Next we implement it for our simple_lin_regression class:

residual_analysis.simple_lin_regression <- function(x) {
  predictions <- x$estimate[1] + x$estimate[2] * x$regressor
  plot(x = predictions, y = x$response - predictions,
       xlab = expression(hat(Y)), ylab = expression(Y - hat(Y)))
}

Now, we can apply the residual analysis function to our object:

residual_analysis(sl1)

S3 classes allow for inheritance by setting the class attribute to a vector of class names.

For an example let us create an object of class ordered and check its class:

ord_factor <- ordered(c("a", "b", "a"))
class(ord_factor)

## [1] "ordered" "factor"

You can see that the first element of the class attribute is ordered and the second is factor. This means that the class ordered extends the class factor. If a generic is implemented for the class ordered it will be called, but if it is not (yet) implemented the dispatch mechanism will try to find an implementation of the generic for class factor.

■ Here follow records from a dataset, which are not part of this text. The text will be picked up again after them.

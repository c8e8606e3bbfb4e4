//! Application layer for apismith.
//!
//! This layer contains:
//! - **Services**: Use case orchestration (generation, verification, sweeps,
//!   scaffolding)
//! - **Ports**: Interface definitions (traits) for external dependencies
//! - **Errors**: Application-specific error types
//!
//! The application layer coordinates the domain layer but contains no
//! composition rules itself. Those live in `crate::domain`.

pub mod error;
pub mod ports;
pub mod services;

// Re-export main services
pub use services::{
    GenerationService, ImportVerifier, ModulePlan, ScaffoldOptions, ScaffoldOutcome,
    ScaffoldService, SweepFailure, SweepReport, SweepService, SweepSpec,
};

// Re-export port traits (for adapter implementation)
pub use ports::{Filesystem, ModuleCatalog, ModuleRenderer};

pub use error::ApplicationError;
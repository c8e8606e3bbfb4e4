//! Template renderer adapters.

mod builtin;

pub use builtin::BuiltinRenderer;
//! Application services - orchestrate use cases.
//!
//! Services coordinate the domain layer and ports to accomplish
//! high-level use cases like "generate a project", "verify a tree" or
//! "sweep the configuration space".

pub mod generation_service;
pub mod scaffold_service;
pub mod sweep_service;
pub mod verify_service;

#[cfg(test)]
pub(crate) mod test_support;

pub use generation_service::{GenerationService, ModulePlan};
pub use scaffold_service::{ScaffoldOptions, ScaffoldOutcome, ScaffoldService};
pub use sweep_service::{SweepFailure, SweepReport, SweepService, SweepSpec};
pub use verify_service::ImportVerifier;
//! Logical modules: the abstract units a generated project is composed of.
//!
//! A module knows *whether* it exists for a configuration (its inclusion
//! predicate), *what* it needs (guarded dependencies) and *how* to produce
//! its text (a template function). It does not know where it lives; that is
//! the layout's job.

use std::fmt;

use serde::Serialize;

use crate::domain::{
    entities::{common::Permissions, config::ProjectConfig, render_context::RenderContext},
    error::DomainError,
};

/// Stable dotted identifier such as `core.security` or `models.user`.
#[derive(Debug, Clone, Copy, PartialEq, Eq, Hash, PartialOrd, Ord, Serialize)]
#[serde(transparent)]
pub struct ModuleId(&'static str);

impl ModuleId {
    pub const fn new(id: &'static str) -> Self {
        Self(id)
    }

    pub const fn as_str(&self) -> &'static str {
        self.0
    }
}

impl fmt::Display for ModuleId {
    fn fmt(&self, f: &mut fmt::Formatter<'_>) -> fmt::Result {
        f.write_str(self.0)
    }
}

/// Boolean rule over configuration fields.
pub type Predicate = fn(&ProjectConfig) -> bool;

/// Produces the module's text from its render context.
pub type TemplateFn = fn(&RenderContext<'_>) -> Result<String, DomainError>;

/// Predicate that always holds.
pub fn always(_: &ProjectConfig) -> bool {
    true
}

/// A dependency on another module, optionally guarded by its own predicate.
#[derive(Debug, Clone, Copy)]
pub struct Dependency {
    pub target: ModuleId,
    pub guard: Option<Predicate>,
}

impl Dependency {
    pub const fn always(target: ModuleId) -> Self {
        Self {
            target,
            guard: None,
        }
    }

    pub const fn when(target: ModuleId, guard: Predicate) -> Self {
        Self {
            target,
            guard: Some(guard),
        }
    }

    pub fn is_active(&self, config: &ProjectConfig) -> bool {
        self.guard.is_none_or(|guard| guard(config))
    }
}

/// One entry of the module registry.
#[derive(Debug, Clone, Copy)]
pub struct LogicalModule {
    pub id: ModuleId,
    pub description: &'static str,
    pub include: Predicate,
    pub dependencies: &'static [Dependency],
    pub template: TemplateFn,
    pub permissions: Permissions,
}

impl LogicalModule {
    pub fn is_included(&self, config: &ProjectConfig) -> bool {
        (self.include)(config)
    }

    /// Dependencies whose guard holds for `config`.
    pub fn active_dependencies<'c>(
        &self,
        config: &'c ProjectConfig,
    ) -> impl Iterator<Item = ModuleId> + 'c {
        self.dependencies
            .iter()
            .filter(move |d| d.is_active(config))
            .map(|d| d.target)
    }
}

Let us try this in a synthetic example:

# define objects of class parent and child, respectively.
P <- structure(numeric(), class = "parent_class")
C <- structure(numeric(), class = c("child_class", "parent_class"))

# now implement print, first for parent_class
print.parent_class <- function(x) {
  cat("this is print for parent_class objects")
}

print(P)

## this is print for parent_class objects

print(C)

## this is print for parent_class objects

# now implement print for child_class
print.child_class <- function(x) {
  cat("this is print for child_class objects")
}

print(P)

## this is print for parent_class objects

print(C)

## this is print for child_class objects

It can be seen that when the first two print statements are called (before the print method for child class is implemented) both C and P are recognised as having the functionality of the parent class. But once the print function for the child class is available C is printed as a child_class object and P is printed as a parent class object.

We stop short of explaining more details of inheritance with S3 and refer to the additional documentation.

S4

A more formal approach to OOP in R is implemented in S4 (named after version 4 of the S programming language into which it was introduced). In S4 all relevant elements as, for example, classes have to be defined explicitly. This is in sharp contrast of S3 which is largely based on conventions. While, on the one hand, this requires additional effort from the programmer, on the other hand, it can also aid to achieve more clarity and allows for build-in integrity checks. We outline how to use S4 in the rest of this section. Further information can be found in, for example, the R documentation on S4 and Section 15 of Advanced R (also see the “Learning More” section of it).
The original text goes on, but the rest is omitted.